> **What is required**
What is the number of lines below that include the string "chrono"? Provide that number alone.

> **Data supplied**
________

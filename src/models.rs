//! Typed records for the data model in the design doc §3. The Python source
//! this is grounded on shuffles bare dicts between layers; here every shape
//! that crosses a module boundary gets its own struct.

use chrono::{DateTime, Utc};
use serde::{Deserialize, Serialize};

/// Discriminates an owner as it appears embedded in a repository search hit.
#[derive(Clone, Copy, Debug, PartialEq, Eq, Serialize, Deserialize)]
#[serde(rename_all = "PascalCase")]
pub enum OwnerKind {
    User,
    Organization,
}

/// The minimal owner shape present on a repository search result, before the
/// full profile has been fetched.
#[derive(Clone, Debug, Serialize, Deserialize)]
pub struct OwnerSummary {
    pub id: i64,
    pub login: String,
    #[serde(rename = "type")]
    pub kind: OwnerKind,
}

/// Full profile fields shared by users and organizations, as returned by
/// `GET /users/{login}` or `GET /orgs/{login}`.
#[derive(Clone, Debug, Default, Serialize, Deserialize)]
pub struct OwnerProfile {
    pub id: i64,
    pub login: String,
    pub name: Option<String>,
    pub email: Option<String>,
    pub company: Option<String>,
    pub blog: Option<String>,
    pub location: Option<String>,
    pub bio: Option<String>,
    pub twitter_username: Option<String>,
    pub avatar_url: Option<String>,
    pub public_repos: i64,
    pub public_gists: i64,
    pub followers: i64,
    pub following: i64,
    /// Only populated for organizations.
    pub public_members: Option<i64>,
    pub created_at: Option<DateTime<Utc>>,
    pub updated_at: Option<DateTime<Utc>>,
}

/// The owner sum type from design doc §3. `country_code`/`region` are
/// populated by the external geocoding collaborator, never by the core.
#[derive(Clone, Debug, Serialize, Deserialize)]
pub enum Owner {
    User(OwnerRecord),
    Organization(OwnerRecord),
}

impl Owner {
    pub fn login(&self) -> &str {
        match self {
            Owner::User(r) | Owner::Organization(r) => &r.login,
        }
    }

    pub fn kind(&self) -> OwnerKind {
        match self {
            Owner::User(_) => OwnerKind::User,
            Owner::Organization(_) => OwnerKind::Organization,
        }
    }

    pub fn from_profile(kind: OwnerKind, profile: OwnerProfile) -> Self {
        let record = OwnerRecord::from(profile);
        match kind {
            OwnerKind::User => Owner::User(record),
            OwnerKind::Organization => Owner::Organization(record),
        }
    }
}

impl From<OwnerProfile> for OwnerRecord {
    fn from(profile: OwnerProfile) -> Self {
        OwnerRecord {
            id: profile.id,
            login: profile.login,
            name: profile.name,
            email: profile.email,
            company: profile.company,
            blog: profile.blog,
            location: profile.location,
            bio: profile.bio,
            twitter_username: profile.twitter_username,
            avatar_url: profile.avatar_url,
            public_repos: profile.public_repos,
            public_gists: profile.public_gists,
            followers: profile.followers,
            following: profile.following,
            public_members: profile.public_members,
            country_code: None,
            region: None,
            created_at: profile.created_at,
            updated_at: profile.updated_at,
        }
    }
}

#[derive(Clone, Debug, Default, Serialize, Deserialize)]
pub struct OwnerRecord {
    pub id: i64,
    pub login: String,
    pub name: Option<String>,
    pub email: Option<String>,
    pub company: Option<String>,
    pub blog: Option<String>,
    pub location: Option<String>,
    pub bio: Option<String>,
    pub twitter_username: Option<String>,
    pub avatar_url: Option<String>,
    pub public_repos: i64,
    pub public_gists: i64,
    pub followers: i64,
    pub following: i64,
    pub public_members: Option<i64>,
    pub country_code: Option<String>,
    pub region: Option<String>,
    pub created_at: Option<DateTime<Utc>>,
    pub updated_at: Option<DateTime<Utc>>,
}

/// A single item from `GET /search/repositories`, as handed from the Search
/// Driver to the Repository Pipeline.
#[derive(Clone, Debug, Serialize, Deserialize)]
pub struct RepositorySummary {
    pub id: i64,
    pub name: String,
    pub full_name: String,
    pub owner: OwnerSummary,
    pub organization: Option<OwnerSummary>,
    pub description: Option<String>,
    pub homepage: Option<String>,
    pub language: Option<String>,
    pub private: bool,
    pub fork: bool,
    pub default_branch: Option<String>,
    pub size: i64,
    pub stargazers_count: i64,
    pub watchers_count: i64,
    pub forks_count: i64,
    pub open_issues_count: i64,
    pub created_at: DateTime<Utc>,
    pub updated_at: DateTime<Utc>,
    pub pushed_at: Option<DateTime<Utc>>,
}

/// Fully materialized repository row, matching the `repositories` table.
#[derive(Clone, Debug, Serialize, Deserialize)]
pub struct RepositoryRecord {
    pub id: i64,
    pub name: String,
    pub full_name: String,
    pub owner_id: i64,
    pub owner_kind: OwnerKind,
    pub organization_id: Option<i64>,
    pub description: Option<String>,
    pub homepage: Option<String>,
    pub language: Option<String>,
    pub private: bool,
    pub fork: bool,
    pub default_branch: Option<String>,
    pub size: i64,
    pub stargazers_count: i64,
    pub watchers_count: i64,
    pub forks_count: i64,
    pub open_issues_count: i64,
    pub contributors_count: Option<i64>,
    pub commits_count: Option<i64>,
    pub pull_requests_count: Option<i64>,
    pub created_at: DateTime<Utc>,
    pub updated_at: DateTime<Utc>,
    pub pushed_at: Option<DateTime<Utc>>,
}

impl RepositoryRecord {
    pub fn from_summary(summary: RepositorySummary, owner_kind: OwnerKind) -> Self {
        Self {
            id: summary.id,
            name: summary.name,
            full_name: summary.full_name,
            owner_id: summary.owner.id,
            owner_kind,
            organization_id: summary.organization.map(|o| o.id),
            description: summary.description,
            homepage: summary.homepage,
            language: summary.language,
            private: summary.private,
            fork: summary.fork,
            default_branch: summary.default_branch,
            size: summary.size,
            stargazers_count: summary.stargazers_count,
            watchers_count: summary.watchers_count,
            forks_count: summary.forks_count,
            open_issues_count: summary.open_issues_count,
            contributors_count: None,
            commits_count: None,
            pull_requests_count: None,
            created_at: summary.created_at,
            updated_at: summary.updated_at,
            pushed_at: summary.pushed_at,
        }
    }
}

/// Aggregate counts produced by the GraphQL Enrichment Batcher for a single
/// repository, keyed strictly on `database_id` (see REDESIGN FLAGS #1: the
/// opaque GraphQL node `id` is never accepted as a join key).
#[derive(Clone, Debug, Serialize, Deserialize)]
pub struct EnrichmentDelta {
    pub database_id: i64,
    pub pull_requests_count: i64,
    pub commits_count: i64,
    /// Deliberately left at `None` here; the GraphQL path does not compute
    /// contributor counts (see design doc §4.7 / §9).
    pub contributors_count: Option<i64>,
}

/// A half-open `[start, end)` interval on repository creation time used as a
/// search filter, plus its state in the adaptive-subdivision state machine.
#[derive(Clone, Debug, Serialize, Deserialize)]
pub struct Window {
    pub start: DateTime<Utc>,
    pub end: DateTime<Utc>,
}

impl Window {
    pub fn new(start: DateTime<Utc>, end: DateTime<Utc>) -> Self {
        Self { start, end }
    }

    pub fn width(&self) -> chrono::Duration {
        self.end - self.start
    }

    /// Splits into `n` equal-duration sub-windows covering the same range.
    pub fn split(&self, n: u32) -> Vec<Window> {
        assert!(n > 0, "cannot split a window into zero parts");
        let total_seconds = self.width().num_seconds().max(0);
        let n = n as i64;
        let mut windows = Vec::with_capacity(n as usize);
        let mut cursor = self.start;
        for i in 1..=n {
            let end = if i == n {
                self.end
            } else {
                self.start + chrono::Duration::seconds(total_seconds * i / n)
            };
            windows.push(Window::new(cursor, end));
            cursor = end;
        }
        windows
    }
}

/// A star-range bucket, composed with date windows as a Cartesian product
/// when the caller supplies `--star-range` buckets (design doc §4.3).
#[derive(Clone, Copy, Debug)]
pub struct StarRange {
    pub min: i64,
    pub max: Option<i64>,
}
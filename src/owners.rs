//! Owner-Deduplicating Repository Pipeline (design doc §4.4), grounded on
//! `OwnerProcessor` in `owner_processor.py`: a known-owners set preloaded
//! from storage at startup, per-page duplicate tracking, and owner-before-
//! repository write ordering so a repository row never references an owner
//! that isn't there yet.

use crate::error::{HttpError, StoreError};
use crate::http_client::HttpClient;
use crate::metrics::CrawlerMetrics;
use crate::models::{Owner, OwnerKind, OwnerProfile, OwnerRecord, RepositoryRecord, RepositorySummary};
use crate::store::Store;
use reqwest::Method;
use std::collections::HashSet;
use std::sync::{Arc, Mutex};

pub struct RepositoryPipeline<S: Store> {
    http: Arc<HttpClient>,
    store: Arc<S>,
    metrics: Arc<CrawlerMetrics>,
    known_owners: Mutex<HashSet<String>>,
}

impl<S: Store> RepositoryPipeline<S> {
    /// Preloads the known-owners set from storage, matching
    /// `_preload_known_owners` at `OwnerProcessor` construction time.
    pub async fn new(http: Arc<HttpClient>, store: Arc<S>, metrics: Arc<CrawlerMetrics>) -> Result<Self, StoreError> {
        let known_owners = store.known_owner_logins().await?;
        Ok(Self {
            http,
            store,
            metrics,
            known_owners: Mutex::new(known_owners),
        })
    }

    /// Processes one page of search results: dedupes owners within the page,
    /// fetches and persists any owner not already known, then persists each
    /// repository after its owner row exists. Returns the number of
    /// repositories ingested.
    ///
    /// A single owner or repository failure is logged and skipped rather
    /// than aborting the page — one bad record should not stall the whole
    /// crawl.
    pub async fn process_page(&self, items: Vec<RepositorySummary>) -> Result<u64, StoreError> {
        let mut batch_seen: HashSet<String> = HashSet::new();
        let mut ingested = 0u64;

        for item in items {
            let owner_login = item.owner.login.clone();
            let owner_kind = item.owner.kind;

            if !batch_seen.insert(owner_login.clone()) {
                self.metrics.record_duplicate_owner_in_page();
            } else if let Err(e) = self.ensure_owner(&owner_login, owner_kind).await {
                tracing::warn!(owner = %owner_login, error = %e, "failed to fetch/persist owner, skipping repository");
                continue;
            }

            if let Some(org) = &item.organization {
                if org.login != owner_login && batch_seen.insert(org.login.clone()) {
                    if let Err(e) = self.ensure_organization_field(&org.login).await {
                        tracing::warn!(owner = %org.login, error = %e, "failed to fetch/persist organization, continuing without it");
                    }
                }
            }

            let record = RepositoryRecord::from_summary(item, owner_kind);
            let full_name = record.full_name.clone();
            match self.store.upsert_repository(&record).await {
                Ok(is_new) => {
                    ingested += 1;
                    self.metrics.record_repositories_ingested(1);
                    if !is_new {
                        self.metrics.record_duplicate_repository();
                    }
                }
                Err(e) => {
                    tracing::warn!(repository = %full_name, error = %e, "failed to persist repository, skipping");
                }
            }
        }

        Ok(ingested)
    }

    /// Fetches and persists an owner's profile unless it is already known,
    /// either from the preloaded set or from this process's own writes.
    async fn ensure_owner(&self, login: &str, kind: OwnerKind) -> Result<(), OwnerError> {
        {
            let known = self.known_owners.lock().unwrap();
            if known.contains(login) {
                return Ok(());
            }
        }

        let profile = fetch_owner_profile(&self.http, login, kind).await?;
        let owner = Owner::from_profile(kind, profile);
        self.store.upsert_owner(&owner).await?;
        self.metrics.record_owner_fetched();

        self.known_owners.lock().unwrap().insert(login.to_string());
        Ok(())
    }

    /// Fetches and persists a repository's separate `organization` field into
    /// `organizations`, distinct from `ensure_owner`'s `users` row for the
    /// repository's actual owner (design doc §3.1 / `insert_organization` in
    /// `database.py`, called only for `repo_data['organization']`).
    async fn ensure_organization_field(&self, login: &str) -> Result<(), OwnerError> {
        {
            let known = self.known_owners.lock().unwrap();
            if known.contains(login) {
                return Ok(());
            }
        }

        let profile = fetch_owner_profile(&self.http, login, OwnerKind::Organization).await?;
        let record = OwnerRecord::from(profile);
        self.store.upsert_organization(&record).await?;
        self.metrics.record_owner_fetched();

        self.known_owners.lock().unwrap().insert(login.to_string());
        Ok(())
    }
}

#[derive(Debug, thiserror::Error)]
enum OwnerError {
    #[error(transparent)]
    Http(#[from] HttpError),
    #[error(transparent)]
    Store(#[from] StoreError),
}

async fn fetch_owner_profile(http: &HttpClient, login: &str, kind: OwnerKind) -> Result<OwnerProfile, HttpError> {
    let path = match kind {
        OwnerKind::User => format!("users/{login}"),
        OwnerKind::Organization => format!("orgs/{login}"),
    };
    let value = http.request(Method::GET, &path, &[], None, true).await?;
    Ok(serde_json::from_value(value)?)
}

#[cfg(test)]
mod tests {
    use super::*;
    use crate::cache::ResponseCache;
    use crate::models::OwnerSummary;
    use crate::store::SqliteStore;
    use crate::token_pool::TokenPool;
    use chrono::Utc;
    use wiremock::matchers::{method, path};
    use wiremock::{Mock, MockServer, ResponseTemplate};

    async fn test_http(mock: &MockServer) -> Arc<HttpClient> {
        let pool = Arc::new(TokenPool::new(vec!["tok".to_string()]).unwrap());
        let dir = tempfile::tempdir().unwrap();
        let cache = ResponseCache::new(dir.path());
        let metrics = Arc::new(CrawlerMetrics::default());
        Arc::new(
            HttpClient::new(pool, cache, metrics, "test-agent")
                .unwrap()
                .with_base_url(mock.uri()),
        )
    }

    fn summary(id: i64, owner_login: &str) -> RepositorySummary {
        RepositorySummary {
            id,
            name: "demo".to_string(),
            full_name: format!("{owner_login}/demo"),
            owner: OwnerSummary { id: id + 1000, login: owner_login.to_string(), kind: OwnerKind::User },
            organization: None,
            description: None,
            homepage: None,
            language: None,
            private: false,
            fork: false,
            default_branch: Some("main".to_string()),
            size: 1,
            stargazers_count: 10,
            watchers_count: 10,
            forks_count: 0,
            open_issues_count: 0,
            created_at: Utc::now(),
            updated_at: Utc::now(),
            pushed_at: None,
        }
    }

    #[tokio::test]
    async fn duplicate_owner_within_page_is_fetched_only_once() {
        let server = MockServer::start().await;
        Mock::given(method("GET"))
            .and(path("/users/octocat"))
            .respond_with(ResponseTemplate::new(200).set_body_json(serde_json::json!({
                "id": 1, "login": "octocat", "public_repos": 0, "public_gists": 0,
                "followers": 0, "following": 0
            })))
            .expect(1)
            .mount(&server)
            .await;

        let http = test_http(&server).await;
        let store = Arc::new(SqliteStore::in_memory().await);
        let metrics = Arc::new(CrawlerMetrics::default());
        let pipeline = RepositoryPipeline::new(http, store.clone(), metrics.clone()).await.unwrap();

        let ingested = pipeline
            .process_page(vec![summary(1, "octocat"), summary(2, "octocat")])
            .await
            .unwrap();

        assert_eq!(ingested, 2);
        assert_eq!(metrics.duplicate_owners_in_page(), 1);
    }

    #[tokio::test]
    async fn known_owner_from_storage_is_not_refetched() {
        let server = MockServer::start().await;
        // No mock mounted for /users/octocat: any call would fail the test.
        let http = test_http(&server).await;
        let store = Arc::new(SqliteStore::in_memory().await);
        store
            .upsert_owner(&Owner::User(crate::models::OwnerRecord {
                id: 1001,
                login: "octocat".to_string(),
                ..Default::default()
            }))
            .await
            .unwrap();
        let metrics = Arc::new(CrawlerMetrics::default());
        let pipeline = RepositoryPipeline::new(http, store, metrics).await.unwrap();

        let ingested = pipeline.process_page(vec![summary(1, "octocat")]).await.unwrap();
        assert_eq!(ingested, 1);
    }

    #[tokio::test]
    async fn re_ingesting_the_same_repository_id_is_counted_as_a_duplicate() {
        let server = MockServer::start().await;
        Mock::given(method("GET"))
            .and(path("/users/octocat"))
            .respond_with(ResponseTemplate::new(200).set_body_json(serde_json::json!({
                "id": 1, "login": "octocat", "public_repos": 0, "public_gists": 0,
                "followers": 0, "following": 0
            })))
            .mount(&server)
            .await;

        let http = test_http(&server).await;
        let store = Arc::new(SqliteStore::in_memory().await);
        let metrics = Arc::new(CrawlerMetrics::default());
        let pipeline = RepositoryPipeline::new(http, store, metrics.clone()).await.unwrap();

        pipeline.process_page(vec![summary(1, "octocat")]).await.unwrap();
        assert_eq!(metrics.duplicate_repositories(), 0);

        pipeline.process_page(vec![summary(1, "octocat")]).await.unwrap();
        assert_eq!(metrics.duplicate_repositories(), 1);
    }

    #[tokio::test]
    async fn organization_owned_repository_is_ingested_without_a_foreign_key_violation() {
        let server = MockServer::start().await;
        Mock::given(method("GET"))
            .and(path("/orgs/rust-lang"))
            .respond_with(ResponseTemplate::new(200).set_body_json(serde_json::json!({
                "id": 1, "login": "rust-lang", "public_repos": 0, "public_gists": 0,
                "followers": 0, "following": 0
            })))
            .mount(&server)
            .await;

        let http = test_http(&server).await;
        let store = Arc::new(SqliteStore::in_memory().await);
        let metrics = Arc::new(CrawlerMetrics::default());
        let pipeline = RepositoryPipeline::new(http, store.clone(), metrics).await.unwrap();

        let mut item = summary(1, "rust-lang");
        item.owner.kind = OwnerKind::Organization;

        let ingested = pipeline.process_page(vec![item]).await.unwrap();

        assert_eq!(ingested, 1, "an org-owned repository must not be dropped by the owner_id foreign key");
        assert!(store.known_owner_logins().await.unwrap().contains("rust-lang"));
    }
}
#[async_trait]
impl Store for SqliteStore {
    async fn known_owner_logins(&self) -> Result<std::collections::HashSet<String>, StoreError> {
        let user_rows = sqlx::query("SELECT login FROM users").fetch_all(&self.pool).await?;
        let org_rows = sqlx::query("SELECT login FROM organizations").fetch_all(&self.pool).await?;
        let mut logins = std::collections::HashSet::with_capacity(user_rows.len() + org_rows.len());
        for row in user_rows.iter().chain(org_rows.iter()) {
            logins.insert(row.try_get::<String, _>("login")?);
        }
        Ok(logins)
    }

    async fn upsert_owner(&self, owner: &Owner) -> Result<(), StoreError> {
        match owner {
            Owner::User(record) => self.upsert_user(OwnerKind::User, record).await,
            Owner::Organization(record) => self.upsert_user(OwnerKind::Organization, record).await,
        }
    }

    async fn upsert_organization(&self, record: &OwnerRecord) -> Result<(), StoreError> {
        sqlx::query(
            r#"
            INSERT INTO organizations (
                id, login, name, email, company, blog, location, bio, twitter_username,
                avatar_url, public_repos, public_gists, followers, following, public_members,
                country_code, region, created_at, updated_at
            ) VALUES (?, ?, ?, ?, ?, ?, ?, ?, ?, ?, ?, ?, ?, ?, ?, ?, ?, ?, ?)
            ON CONFLICT(id) DO UPDATE SET
                login = excluded.login, name = excluded.name, email = excluded.email,
                company = excluded.company, blog = excluded.blog, location = excluded.location,
                bio = excluded.bio, twitter_username = excluded.twitter_username,
                avatar_url = excluded.avatar_url, public_repos = excluded.public_repos,
                public_gists = excluded.public_gists, followers = excluded.followers,
                following = excluded.following, public_members = excluded.public_members,
                updated_at = excluded.updated_at
            "#,
        )
        .bind(record.id)
        .bind(&record.login)
        .bind(&record.name)
        .bind(&record.email)
        .bind(&record.company)
        .bind(&record.blog)
        .bind(&record.location)
        .bind(&record.bio)
        .bind(&record.twitter_username)
        .bind(&record.avatar_url)
        .bind(record.public_repos)
        .bind(record.public_gists)
        .bind(record.followers)
        .bind(record.following)
        .bind(record.public_members)
        .bind(&record.country_code)
        .bind(&record.region)
        .bind(record.created_at)
        .bind(record.updated_at)
        .execute(&self.pool)
        .await?;
        Ok(())
    }

    /// Inserts the repository row, always after its owner row has already
    /// been upserted by the caller (the pipeline owns that ordering; this
    /// method just enforces the foreign key by construction).
    async fn upsert_repository(&self, repo: &RepositoryRecord) -> Result<bool, StoreError> {
        let mut tx = self.pool.begin().await?;

        let existed = sqlx::query("SELECT 1 FROM repositories WHERE id = ?")
            .bind(repo.id)
            .fetch_optional(&mut *tx)
            .await?
            .is_some();

        sqlx::query(
            r#"
            INSERT INTO repositories (
                id, name, full_name, owner_id, owner_kind, organization_id, description, homepage,
                language, private, fork, default_branch, size, stargazers_count,
                watchers_count, forks_count, open_issues_count, contributors_count,
                commits_count, pull_requests_count, created_at, updated_at, pushed_at
            ) VALUES (?, ?, ?, ?, ?, ?, ?, ?, ?, ?, ?, ?, ?, ?, ?, ?, ?, ?, ?, ?, ?, ?, ?)
            ON CONFLICT(id) DO UPDATE SET
                name = excluded.name,
                full_name = excluded.full_name,
                description = excluded.description,
                homepage = excluded.homepage,
                language = excluded.language,
                private = excluded.private,
                fork = excluded.fork,
                default_branch = excluded.default_branch,
                size = excluded.size,
                stargazers_count = excluded.stargazers_count,
                watchers_count = excluded.watchers_count,
                forks_count = excluded.forks_count,
                open_issues_count = excluded.open_issues_count,
                updated_at = excluded.updated_at,
                pushed_at = excluded.pushed_at
            "#,
        )
        .bind(repo.id)
        .bind(&repo.name)
        .bind(&repo.full_name)
        .bind(repo.owner_id)
        .bind(owner_kind_to_db(repo.owner_kind))
        .bind(repo.organization_id)
        .bind(&repo.description)
        .bind(&repo.homepage)
        .bind(&repo.language)
        .bind(repo.private)
        .bind(repo.fork)
        .bind(&repo.default_branch)
        .bind(repo.size)
        .bind(repo.stargazers_count)
        .bind(repo.watchers_count)
        .bind(repo.forks_count)
        .bind(repo.open_issues_count)
        .bind(repo.contributors_count)
        .bind(repo.commits_count)
        .bind(repo.pull_requests_count)
        .bind(repo.created_at)
        .bind(repo.updated_at)
        .bind(repo.pushed_at)
        .execute(&mut *tx)
        .await?;

        tx.commit().await?;
        Ok(!existed)
    }

    async fn apply_enrichment_batch(&self, deltas: &[EnrichmentDelta]) -> Result<(), StoreError> {
        let mut tx = self.pool.begin().await?;
        for delta in deltas {
            sqlx::query(
                r#"
                UPDATE repositories
                SET pull_requests_count = ?, commits_count = ?,
                    contributors_count = COALESCE(?, contributors_count)
                WHERE id = ?
                "#,
            )
            .bind(delta.pull_requests_count)
            .bind(delta.commits_count)
            .bind(delta.contributors_count)
            .bind(delta.database_id)
            .execute(&mut *tx)
            .await?;
        }
        tx.commit().await?;
        Ok(())
    }

    async fn repository_ids_missing_enrichment(&self, limit: i64) -> Result<Vec<i64>, StoreError> {
        let rows = sqlx::query(
            "SELECT id FROM repositories WHERE pull_requests_count IS NULL OR commits_count IS NULL ORDER BY id LIMIT ?",
        )
        .bind(limit)
        .fetch_all(&self.pool)
        .await?;
        rows.iter().map(|r| r.try_get::<i64, _>("id").map_err(StoreError::from)).collect()
    }

    async fn repositories_missing_enrichment(&self, limit: i64) -> Result<Vec<(i64, String)>, StoreError> {
        let rows = sqlx::query(
            "SELECT id, full_name FROM repositories WHERE pull_requests_count IS NULL OR commits_count IS NULL ORDER BY id LIMIT ?",
        )
        .bind(limit)
        .fetch_all(&self.pool)
        .await?;
        rows.iter()
            .map(|r| Ok((r.try_get::<i64, _>("id")?, r.try_get::<String, _>("full_name")?)))
            .collect()
    }

    async fn all_repositories(&self, limit: i64) -> Result<Vec<(i64, String)>, StoreError> {
        let rows = sqlx::query("SELECT id, full_name FROM repositories ORDER BY id LIMIT ?")
            .bind(limit)
            .fetch_all(&self.pool)
            .await?;
        rows.iter()
            .map(|r| Ok((r.try_get::<i64, _>("id")?, r.try_get::<String, _>("full_name")?)))
            .collect()
    }

    async fn owners_with_no_repositories(&self) -> Result<Vec<(i64, OwnerKind)>, StoreError> {
        let users = sqlx::query(
            "SELECT id FROM users WHERE id NOT IN (SELECT owner_id FROM repositories)",
        )
        .fetch_all(&self.pool)
        .await?;
        let orgs = sqlx::query(
            "SELECT id FROM organizations WHERE id NOT IN (SELECT organization_id FROM repositories WHERE organization_id IS NOT NULL)",
        )
        .fetch_all(&self.pool)
        .await?;

        let mut out = Vec::with_capacity(users.len() + orgs.len());
        for row in users {
            out.push((row.try_get::<i64, _>("id")?, OwnerKind::User));
        }
        for row in orgs {
            out.push((row.try_get::<i64, _>("id")?, OwnerKind::Organization));
        }
        Ok(out)
    }

    async fn delete_owner(&self, id: i64, kind: OwnerKind) -> Result<(), StoreError> {
        let table = match kind {
            OwnerKind::User => "users",
            OwnerKind::Organization => "organizations",
        };
        sqlx::query(&format!("DELETE FROM {table} WHERE id = ?")).bind(id).execute(&self.pool).await?;
        Ok(())
    }
}

impl SqliteStore {
    async fn upsert_user(&self, kind: OwnerKind, record: &OwnerRecord) -> Result<(), StoreError> {
        sqlx::query(
            r#"
            INSERT INTO users (
                id, login, kind, name, email, company, blog, location, bio, twitter_username,
                avatar_url, public_repos, public_gists, followers, following,
                country_code, region, created_at, updated_at
            ) VALUES (?, ?, ?, ?, ?, ?, ?, ?, ?, ?, ?, ?, ?, ?, ?, ?, ?, ?, ?)
            ON CONFLICT(id) DO UPDATE SET
                login = excluded.login, kind = excluded.kind, name = excluded.name, email = excluded.email,
                company = excluded.company, blog = excluded.blog, location = excluded.location,
                bio = excluded.bio, twitter_username = excluded.twitter_username,
                avatar_url = excluded.avatar_url, public_repos = excluded.public_repos,
                public_gists = excluded.public_gists, followers = excluded.followers,
                following = excluded.following, updated_at = excluded.updated_at
            "#,
        )
        .bind(record.id)
        .bind(&record.login)
        .bind(owner_kind_to_db(kind))
        .bind(&record.name)
        .bind(&record.email)
        .bind(&record.company)
        .bind(&record.blog)
        .bind(&record.location)
        .bind(&record.bio)
        .bind(&record.twitter_username)
        .bind(&record.avatar_url)
        .bind(record.public_repos)
        .bind(record.public_gists)
        .bind(record.followers)
        .bind(record.following)
        .bind(&record.country_code)
        .bind(&record.region)
        .bind(record.created_at)
        .bind(record.updated_at)
        .execute(&self.pool)
        .await?;
        Ok(())
    }
}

________

> **Task result**
4